DIRECTIONS FOR THIS TASK: Output the whole listing with nothing altered.
*** SUPPLIED MATERIAL ***
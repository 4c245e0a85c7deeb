//! Terminal user interface for the research assistant chat
//!
//! A ratatui/crossterm front end over [`ChatSession`](crate::session::ChatSession).

pub mod app;
pub mod bell;
mod events;
pub mod keybindings;
pub mod markup;
pub mod ui;
pub mod view;
pub mod widgets;

pub use app::ChatApp;
pub use bell::TerminalBell;
pub use events::{Event, EventHandler};
pub use keybindings::{action_for, Action};
pub use view::ViewState;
***
OUTPUT FOR THIS TASK:
repository 4c245e0a85c7deeb
//! Terminal user interface for the research assistant chat
//!
//! A ratatui/crossterm front end over [`ChatSession`](crate::session::ChatSession).

pub mod app;
pub mod bell;
mod events;
pub mod keybindings;
pub mod markup;
pub mod ui;
pub mod view;
pub mod widgets;

pub use app::ChatApp;
pub use bell::TerminalBell;
pub use events::{Event, EventHandler};
pub use keybindings::{action_for, Action};
pub use view::ViewState;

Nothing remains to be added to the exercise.